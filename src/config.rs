//! Command-line and environment configuration.
//!
//! Every setting can be given as a flag or through the environment variable
//! named next to it; a `.env` file in the working directory is loaded first and
//! never overrides variables that are already set.

use std::{
    io,
    path::{Path, PathBuf},
    time::Duration,
};

use anyhow::{Context, Result, bail};
use clap::Parser;

use crate::{ftp::FtpServer, ftp::RetryPolicy, machine::MachineConfig};

pub const DEFAULT_ENV_FILE: &str = ".env";

#[derive(Debug, Parser)]
#[command(name = "tordl")]
#[command(about = "Download torrents in a throwaway VM, scan them and fetch the clean files")]
#[command(version)]
pub struct Cli {
    /// Ask before downloading and before destroying the VM
    #[arg(short, long)]
    pub interactive: bool,

    /// Directory holding the VM definition (Vagrantfile)
    #[arg(long, env = "VAGRANT_DIR")]
    pub vagrant_dir: PathBuf,

    /// Provisioner command, split on whitespace
    #[arg(long, env = "PROVISIONER", default_value = "vagrant")]
    pub provisioner: String,

    /// Directory containing the .torrent files to download
    #[arg(long, env = "TORRENT_FILES_DIR")]
    pub torrent_files_dir: PathBuf,

    /// Where scanned downloads are stored on the host
    #[arg(long, env = "LOCAL_DOWNLOADS_DIR")]
    pub local_downloads_dir: PathBuf,

    /// Data directory inside the VM, as seen by the torrent client and scanner
    #[arg(long, env = "REMOTE_DATA_PATH")]
    pub remote_data_path: String,

    /// The same data directory, as seen by the FTP user
    #[arg(long, env = "FTP_USER_REMOTE_DATA_PATH")]
    pub ftp_user_remote_data_path: String,

    #[arg(long, env = "FTP_HOST")]
    pub ftp_host: String,

    #[arg(long, env = "FTP_PORT", default_value_t = 21)]
    pub ftp_port: u16,

    /// FTP user; also runs the torrent client inside the VM
    #[arg(long, env = "FTP_USER")]
    pub ftp_user: String,

    #[arg(long, env = "FTP_PASS", hide_env_values = true)]
    pub ftp_pass: String,

    /// Seconds
    #[arg(long, env = "FTP_TIMEOUT", default_value_t = 30)]
    pub ftp_timeout: u64,

    #[arg(long, env = "FTP_CONN_RETRIES", default_value_t = 5)]
    pub ftp_conn_retries: u32,

    /// Seconds between FTP connection attempts
    #[arg(long, env = "RETRY_DELAY", default_value_t = 10)]
    pub retry_delay: u64,

    /// Give up on a single torrent after this many seconds
    #[arg(long, env = "DOWNLOAD_TIMEOUT")]
    pub download_timeout: Option<u64>,

    /// Forwarded peer port for the torrent client (asked for in interactive mode)
    #[arg(long, env = "PEER_PORT")]
    pub peer_port: Option<u16>,

    /// Destroy the VM on exit without being asked
    #[arg(long, env = "DESTROY_VM")]
    pub destroy_vm: bool,
}

/// Validated configuration of one workflow run.
#[derive(Clone, Debug)]
pub struct Settings {
    pub interactive: bool,
    pub machine: MachineConfig,
    pub torrent_files_dir: PathBuf,
    pub local_downloads_dir: PathBuf,
    pub remote_data_path: String,
    pub ftp_user_remote_data_path: String,
    pub ftp: FtpServer,
    pub retry: RetryPolicy,
    pub download_timeout: Option<Duration>,
    pub peer_port: Option<u16>,
}

impl Settings {
    pub fn from_cli(cli: Cli) -> Result<Self> {
        let provisioner: Vec<String> = cli
            .provisioner
            .split_whitespace()
            .map(str::to_string)
            .collect();
        if provisioner.is_empty() {
            bail!("provisioner command is empty");
        }
        if !cli.vagrant_dir.is_dir() {
            bail!("VM directory {:?} does not exist", cli.vagrant_dir);
        }
        if !cli.torrent_files_dir.is_dir() {
            bail!(
                "torrent files directory {:?} does not exist",
                cli.torrent_files_dir
            );
        }

        Ok(Self {
            interactive: cli.interactive,
            machine: MachineConfig {
                provisioner,
                dir: cli.vagrant_dir,
                destroy_on_exit: cli.destroy_vm,
            },
            torrent_files_dir: cli.torrent_files_dir,
            local_downloads_dir: cli.local_downloads_dir,
            remote_data_path: cli.remote_data_path,
            ftp_user_remote_data_path: cli.ftp_user_remote_data_path,
            ftp: FtpServer {
                host: cli.ftp_host,
                port: cli.ftp_port,
                user: cli.ftp_user,
                password: cli.ftp_pass,
            },
            retry: RetryPolicy {
                max_attempts: cli.ftp_conn_retries,
                timeout: Duration::from_secs(cli.ftp_timeout),
                retry_delay: Duration::from_secs(cli.retry_delay),
            },
            download_timeout: cli
                .download_timeout
                .filter(|secs| *secs > 0)
                .map(Duration::from_secs),
            peer_port: cli.peer_port,
        })
    }
}

/// Load `path` into the process environment without overriding variables
/// that are already set. Returns whether the file existed.
pub fn load_env_file(path: &Path) -> Result<bool> {
    match dotenvy::from_path(path) {
        Ok(()) => Ok(true),
        Err(dotenvy::Error::Io(e)) if e.kind() == io::ErrorKind::NotFound => Ok(false),
        Err(e) => Err(e).with_context(|| format!("failed to load {}", path.display())),
    }
}

#[cfg(test)]
mod tests {
    use super::*;
    use crate::ftp::Connector;
    use clap::CommandFactory;

    fn args<'a>(vagrant_dir: &'a str, torrents: &'a str) -> Vec<&'a str> {
        vec![
            "tordl",
            "--vagrant-dir",
            vagrant_dir,
            "--torrent-files-dir",
            torrents,
            "--local-downloads-dir",
            "/tmp/tordl-downloads",
            "--remote-data-path",
            "/srv/ftp/data",
            "--ftp-user-remote-data-path",
            "/data",
            "--ftp-host",
            "192.168.56.10",
            "--ftp-user",
            "ftpuser",
            "--ftp-pass",
            "secret",
        ]
    }

    #[test]
    fn test_cli_parser_builds() {
        Cli::command().debug_assert();
    }

    #[test]
    fn test_settings_from_flags() -> Result<()> {
        let vm = tempfile::tempdir()?;
        let torrents = tempfile::tempdir()?;
        let mut argv = args(
            vm.path().to_str().unwrap(),
            torrents.path().to_str().unwrap(),
        );
        argv.extend(["-i", "--ftp-conn-retries", "3", "--retry-delay", "2"]);
        argv.extend(["--download-timeout", "600", "--provisioner", "sh fake.sh"]);

        let settings = Settings::from_cli(Cli::try_parse_from(argv)?)?;

        assert!(settings.interactive);
        assert_eq!(settings.machine.provisioner, ["sh", "fake.sh"]);
        assert!(!settings.machine.destroy_on_exit);
        assert_eq!(settings.retry.max_attempts, 3);
        assert_eq!(settings.retry.retry_delay, Duration::from_secs(2));
        assert_eq!(settings.download_timeout, Some(Duration::from_secs(600)));
        assert_eq!(settings.ftp.address(), "192.168.56.10:21");
        assert_eq!(settings.ftp.password, "secret");
        Ok(())
    }

    #[test]
    fn test_destroy_vm_is_opt_in() -> Result<()> {
        let vm = tempfile::tempdir()?;
        let torrents = tempfile::tempdir()?;
        let mut argv = args(
            vm.path().to_str().unwrap(),
            torrents.path().to_str().unwrap(),
        );
        argv.push("--destroy-vm");

        let settings = Settings::from_cli(Cli::try_parse_from(argv)?)?;

        assert!(settings.machine.destroy_on_exit);
        assert!(!settings.interactive);
        Ok(())
    }

    #[test]
    fn test_missing_vm_dir_is_rejected() -> Result<()> {
        let torrents = tempfile::tempdir()?;
        let argv = args(
            "/nonexistent/tordl-vm",
            torrents.path().to_str().unwrap(),
        );
        let err = Settings::from_cli(Cli::try_parse_from(argv)?).unwrap_err();
        assert!(err.to_string().contains("does not exist"));
        Ok(())
    }

    #[test]
    fn test_missing_env_file_is_not_an_error() -> Result<()> {
        let dir = tempfile::tempdir()?;
        assert!(!load_env_file(&dir.path().join(".env"))?);
        Ok(())
    }
}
====================
The job is to copy each line from the material above that holds the word "RetryPolicy".

use crate::{ftp::FtpServer, ftp::RetryPolicy, machine::MachineConfig};
    pub retry: RetryPolicy,
            retry: RetryPolicy {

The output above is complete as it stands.